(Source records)
+ + + +

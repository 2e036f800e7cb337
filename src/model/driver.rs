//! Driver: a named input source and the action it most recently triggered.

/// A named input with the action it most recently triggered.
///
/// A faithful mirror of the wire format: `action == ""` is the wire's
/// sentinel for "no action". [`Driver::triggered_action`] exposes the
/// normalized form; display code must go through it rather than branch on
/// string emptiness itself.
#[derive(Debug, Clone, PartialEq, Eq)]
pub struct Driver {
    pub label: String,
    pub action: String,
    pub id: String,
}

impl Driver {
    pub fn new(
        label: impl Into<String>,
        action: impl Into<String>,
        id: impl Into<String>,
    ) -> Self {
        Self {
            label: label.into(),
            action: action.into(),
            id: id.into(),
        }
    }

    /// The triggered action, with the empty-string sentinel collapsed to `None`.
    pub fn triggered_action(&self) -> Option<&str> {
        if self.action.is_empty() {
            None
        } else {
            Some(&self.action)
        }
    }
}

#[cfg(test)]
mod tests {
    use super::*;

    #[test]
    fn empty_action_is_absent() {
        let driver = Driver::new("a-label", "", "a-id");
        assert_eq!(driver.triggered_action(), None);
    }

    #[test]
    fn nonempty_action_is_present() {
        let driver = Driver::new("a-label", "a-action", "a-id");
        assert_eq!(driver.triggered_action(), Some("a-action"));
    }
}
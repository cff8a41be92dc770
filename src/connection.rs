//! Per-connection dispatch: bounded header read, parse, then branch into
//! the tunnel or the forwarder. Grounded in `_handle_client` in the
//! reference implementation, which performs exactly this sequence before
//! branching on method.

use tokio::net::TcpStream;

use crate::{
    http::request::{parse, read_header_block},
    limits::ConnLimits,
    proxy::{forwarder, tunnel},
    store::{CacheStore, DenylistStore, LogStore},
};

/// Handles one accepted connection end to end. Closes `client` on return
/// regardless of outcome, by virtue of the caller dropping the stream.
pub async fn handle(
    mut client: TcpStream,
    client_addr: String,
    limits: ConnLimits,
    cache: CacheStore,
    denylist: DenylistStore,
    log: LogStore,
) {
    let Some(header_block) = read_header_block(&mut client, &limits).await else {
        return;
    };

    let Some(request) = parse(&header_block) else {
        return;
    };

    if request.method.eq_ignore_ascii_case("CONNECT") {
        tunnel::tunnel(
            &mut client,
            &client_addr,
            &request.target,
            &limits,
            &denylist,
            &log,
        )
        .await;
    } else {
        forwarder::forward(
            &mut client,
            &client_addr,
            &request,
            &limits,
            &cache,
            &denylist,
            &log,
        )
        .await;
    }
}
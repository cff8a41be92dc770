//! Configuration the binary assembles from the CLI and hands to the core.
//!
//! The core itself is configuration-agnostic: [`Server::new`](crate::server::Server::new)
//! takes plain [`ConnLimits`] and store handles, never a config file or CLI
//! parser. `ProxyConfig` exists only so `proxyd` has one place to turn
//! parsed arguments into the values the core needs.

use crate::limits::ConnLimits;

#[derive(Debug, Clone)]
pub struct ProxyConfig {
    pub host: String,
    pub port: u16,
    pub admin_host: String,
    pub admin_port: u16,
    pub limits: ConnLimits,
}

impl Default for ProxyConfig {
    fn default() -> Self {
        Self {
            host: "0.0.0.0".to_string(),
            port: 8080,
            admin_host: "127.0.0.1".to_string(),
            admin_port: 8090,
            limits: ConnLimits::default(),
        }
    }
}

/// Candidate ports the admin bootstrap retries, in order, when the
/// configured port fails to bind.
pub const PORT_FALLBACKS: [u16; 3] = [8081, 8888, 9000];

+ + + +

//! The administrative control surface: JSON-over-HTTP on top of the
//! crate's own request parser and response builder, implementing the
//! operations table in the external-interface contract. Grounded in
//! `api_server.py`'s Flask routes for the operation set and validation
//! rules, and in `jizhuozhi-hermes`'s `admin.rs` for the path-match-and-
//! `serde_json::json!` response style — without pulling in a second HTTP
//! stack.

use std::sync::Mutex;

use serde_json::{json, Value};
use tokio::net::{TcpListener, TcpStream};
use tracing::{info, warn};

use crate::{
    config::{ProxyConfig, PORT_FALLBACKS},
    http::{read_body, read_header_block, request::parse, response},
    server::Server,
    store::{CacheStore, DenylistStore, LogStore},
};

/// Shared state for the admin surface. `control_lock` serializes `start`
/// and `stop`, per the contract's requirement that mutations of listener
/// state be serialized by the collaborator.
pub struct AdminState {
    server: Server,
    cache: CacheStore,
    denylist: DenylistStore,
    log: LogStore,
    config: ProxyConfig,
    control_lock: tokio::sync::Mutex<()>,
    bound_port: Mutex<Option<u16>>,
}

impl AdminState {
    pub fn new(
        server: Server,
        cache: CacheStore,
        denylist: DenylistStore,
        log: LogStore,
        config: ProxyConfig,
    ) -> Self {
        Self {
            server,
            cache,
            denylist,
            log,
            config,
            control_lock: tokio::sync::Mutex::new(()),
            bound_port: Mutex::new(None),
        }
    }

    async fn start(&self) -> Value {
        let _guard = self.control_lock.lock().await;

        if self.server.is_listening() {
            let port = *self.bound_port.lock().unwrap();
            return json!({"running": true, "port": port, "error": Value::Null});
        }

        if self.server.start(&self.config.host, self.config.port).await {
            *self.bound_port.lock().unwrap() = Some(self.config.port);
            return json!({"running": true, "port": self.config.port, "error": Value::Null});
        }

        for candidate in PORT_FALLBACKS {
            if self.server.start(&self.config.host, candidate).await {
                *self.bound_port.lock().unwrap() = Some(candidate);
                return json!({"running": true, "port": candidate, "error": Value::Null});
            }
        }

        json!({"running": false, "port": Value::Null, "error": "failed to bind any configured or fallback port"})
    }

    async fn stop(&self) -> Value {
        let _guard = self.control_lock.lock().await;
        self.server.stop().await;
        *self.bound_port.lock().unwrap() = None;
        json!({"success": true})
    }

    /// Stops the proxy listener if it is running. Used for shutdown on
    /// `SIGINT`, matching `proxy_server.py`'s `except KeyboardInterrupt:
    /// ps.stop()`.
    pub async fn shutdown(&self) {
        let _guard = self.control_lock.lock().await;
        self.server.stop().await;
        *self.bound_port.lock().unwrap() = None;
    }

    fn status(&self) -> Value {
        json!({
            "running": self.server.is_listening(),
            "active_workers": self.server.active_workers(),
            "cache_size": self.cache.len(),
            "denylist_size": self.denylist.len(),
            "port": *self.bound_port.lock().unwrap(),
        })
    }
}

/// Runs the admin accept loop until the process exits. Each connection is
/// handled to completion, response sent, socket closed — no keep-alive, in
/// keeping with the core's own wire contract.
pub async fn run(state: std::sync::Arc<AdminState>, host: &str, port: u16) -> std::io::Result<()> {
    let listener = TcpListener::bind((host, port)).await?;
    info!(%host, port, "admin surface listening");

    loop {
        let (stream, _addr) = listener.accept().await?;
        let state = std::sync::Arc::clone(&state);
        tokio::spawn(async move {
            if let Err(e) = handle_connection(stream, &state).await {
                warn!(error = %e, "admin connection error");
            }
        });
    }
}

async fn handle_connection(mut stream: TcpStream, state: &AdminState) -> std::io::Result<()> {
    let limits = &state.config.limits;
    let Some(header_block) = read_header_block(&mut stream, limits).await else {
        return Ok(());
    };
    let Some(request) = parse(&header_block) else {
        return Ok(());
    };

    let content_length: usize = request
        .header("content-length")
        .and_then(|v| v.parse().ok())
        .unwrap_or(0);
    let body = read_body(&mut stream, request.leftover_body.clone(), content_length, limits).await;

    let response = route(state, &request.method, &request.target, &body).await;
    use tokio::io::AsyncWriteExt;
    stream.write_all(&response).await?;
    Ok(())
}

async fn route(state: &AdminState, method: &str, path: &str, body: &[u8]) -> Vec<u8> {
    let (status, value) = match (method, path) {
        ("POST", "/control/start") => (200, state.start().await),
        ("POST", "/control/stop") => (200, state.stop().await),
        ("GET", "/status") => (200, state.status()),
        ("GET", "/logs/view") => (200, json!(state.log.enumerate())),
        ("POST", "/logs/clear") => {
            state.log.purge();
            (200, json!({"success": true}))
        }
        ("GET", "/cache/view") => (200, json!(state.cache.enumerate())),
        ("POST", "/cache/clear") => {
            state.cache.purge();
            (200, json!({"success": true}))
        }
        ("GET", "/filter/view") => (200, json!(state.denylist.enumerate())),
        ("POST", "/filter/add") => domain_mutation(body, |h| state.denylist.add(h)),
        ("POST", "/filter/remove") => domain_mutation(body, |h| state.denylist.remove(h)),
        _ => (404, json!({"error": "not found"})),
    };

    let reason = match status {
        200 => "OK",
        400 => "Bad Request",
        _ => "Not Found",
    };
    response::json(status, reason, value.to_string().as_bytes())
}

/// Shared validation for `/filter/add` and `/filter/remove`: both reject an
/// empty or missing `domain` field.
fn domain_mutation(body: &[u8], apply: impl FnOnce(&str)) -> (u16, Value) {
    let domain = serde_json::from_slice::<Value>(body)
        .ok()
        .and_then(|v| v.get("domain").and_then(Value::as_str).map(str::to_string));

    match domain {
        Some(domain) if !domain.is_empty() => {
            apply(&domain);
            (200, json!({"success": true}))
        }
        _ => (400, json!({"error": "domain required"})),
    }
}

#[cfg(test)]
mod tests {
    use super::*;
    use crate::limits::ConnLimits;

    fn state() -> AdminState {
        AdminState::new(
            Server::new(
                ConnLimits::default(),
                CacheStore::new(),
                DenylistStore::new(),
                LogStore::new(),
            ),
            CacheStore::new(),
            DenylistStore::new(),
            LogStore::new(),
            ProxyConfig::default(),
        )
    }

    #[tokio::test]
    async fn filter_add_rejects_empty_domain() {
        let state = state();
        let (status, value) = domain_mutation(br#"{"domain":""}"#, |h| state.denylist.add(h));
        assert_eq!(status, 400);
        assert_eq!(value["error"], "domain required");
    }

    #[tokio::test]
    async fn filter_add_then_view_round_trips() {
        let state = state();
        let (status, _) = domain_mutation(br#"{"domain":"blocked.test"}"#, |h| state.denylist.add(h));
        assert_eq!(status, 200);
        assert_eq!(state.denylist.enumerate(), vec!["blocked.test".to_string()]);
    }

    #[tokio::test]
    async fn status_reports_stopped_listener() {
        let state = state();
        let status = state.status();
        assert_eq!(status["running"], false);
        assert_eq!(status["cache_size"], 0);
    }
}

+ + + +

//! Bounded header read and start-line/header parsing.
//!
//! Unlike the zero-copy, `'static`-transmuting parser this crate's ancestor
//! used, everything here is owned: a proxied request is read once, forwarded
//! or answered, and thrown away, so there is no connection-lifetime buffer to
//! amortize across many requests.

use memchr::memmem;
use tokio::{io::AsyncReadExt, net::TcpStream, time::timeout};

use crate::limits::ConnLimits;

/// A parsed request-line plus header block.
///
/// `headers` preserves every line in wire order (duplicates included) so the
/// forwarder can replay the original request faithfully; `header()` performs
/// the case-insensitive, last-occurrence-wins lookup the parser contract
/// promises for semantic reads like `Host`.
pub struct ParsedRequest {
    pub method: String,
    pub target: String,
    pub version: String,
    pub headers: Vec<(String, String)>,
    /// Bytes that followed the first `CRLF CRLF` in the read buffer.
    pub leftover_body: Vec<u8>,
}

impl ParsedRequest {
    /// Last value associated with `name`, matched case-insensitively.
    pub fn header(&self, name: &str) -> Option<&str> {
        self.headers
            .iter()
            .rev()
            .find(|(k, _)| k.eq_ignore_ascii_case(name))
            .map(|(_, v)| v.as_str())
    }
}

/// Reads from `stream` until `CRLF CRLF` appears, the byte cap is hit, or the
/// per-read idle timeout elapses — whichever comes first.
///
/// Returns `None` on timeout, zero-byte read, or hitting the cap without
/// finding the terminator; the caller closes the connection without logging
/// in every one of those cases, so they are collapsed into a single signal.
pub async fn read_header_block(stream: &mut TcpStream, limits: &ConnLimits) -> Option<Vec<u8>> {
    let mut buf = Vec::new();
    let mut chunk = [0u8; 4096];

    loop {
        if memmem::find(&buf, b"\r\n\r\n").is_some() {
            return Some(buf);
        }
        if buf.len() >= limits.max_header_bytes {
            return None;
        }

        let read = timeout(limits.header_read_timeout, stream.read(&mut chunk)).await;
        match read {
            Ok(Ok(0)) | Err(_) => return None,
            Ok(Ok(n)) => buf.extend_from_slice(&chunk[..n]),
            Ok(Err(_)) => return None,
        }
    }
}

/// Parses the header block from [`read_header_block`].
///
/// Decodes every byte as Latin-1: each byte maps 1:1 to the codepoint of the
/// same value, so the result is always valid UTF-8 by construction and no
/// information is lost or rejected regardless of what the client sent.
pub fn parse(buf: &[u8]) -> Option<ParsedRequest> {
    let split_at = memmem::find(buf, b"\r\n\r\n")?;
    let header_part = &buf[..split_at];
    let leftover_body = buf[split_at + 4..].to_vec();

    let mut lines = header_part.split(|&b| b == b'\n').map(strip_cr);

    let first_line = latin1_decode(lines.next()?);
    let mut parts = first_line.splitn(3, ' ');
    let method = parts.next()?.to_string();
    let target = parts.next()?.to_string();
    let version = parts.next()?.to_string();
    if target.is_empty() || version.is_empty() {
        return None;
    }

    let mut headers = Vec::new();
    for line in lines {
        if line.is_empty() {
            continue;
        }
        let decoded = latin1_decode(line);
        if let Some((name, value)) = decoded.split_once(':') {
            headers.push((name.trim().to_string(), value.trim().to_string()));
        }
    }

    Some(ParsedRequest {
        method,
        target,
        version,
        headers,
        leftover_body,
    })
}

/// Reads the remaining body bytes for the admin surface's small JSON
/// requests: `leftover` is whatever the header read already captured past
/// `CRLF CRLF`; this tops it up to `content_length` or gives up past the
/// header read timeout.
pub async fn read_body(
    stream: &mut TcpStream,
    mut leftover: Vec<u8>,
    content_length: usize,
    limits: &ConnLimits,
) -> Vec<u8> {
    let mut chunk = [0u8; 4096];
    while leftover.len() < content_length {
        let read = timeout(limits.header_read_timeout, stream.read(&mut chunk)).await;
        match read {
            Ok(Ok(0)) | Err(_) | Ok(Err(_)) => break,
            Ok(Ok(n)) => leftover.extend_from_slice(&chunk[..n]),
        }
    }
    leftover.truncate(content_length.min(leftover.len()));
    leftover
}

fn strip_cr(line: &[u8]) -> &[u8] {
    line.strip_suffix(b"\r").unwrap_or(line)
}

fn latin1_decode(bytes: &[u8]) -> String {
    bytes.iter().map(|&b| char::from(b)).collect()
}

+ + + +

**Aim of the exercise**
If a line in the data above holds the word "order", count it, and give only the final number.

**Exercise output**
2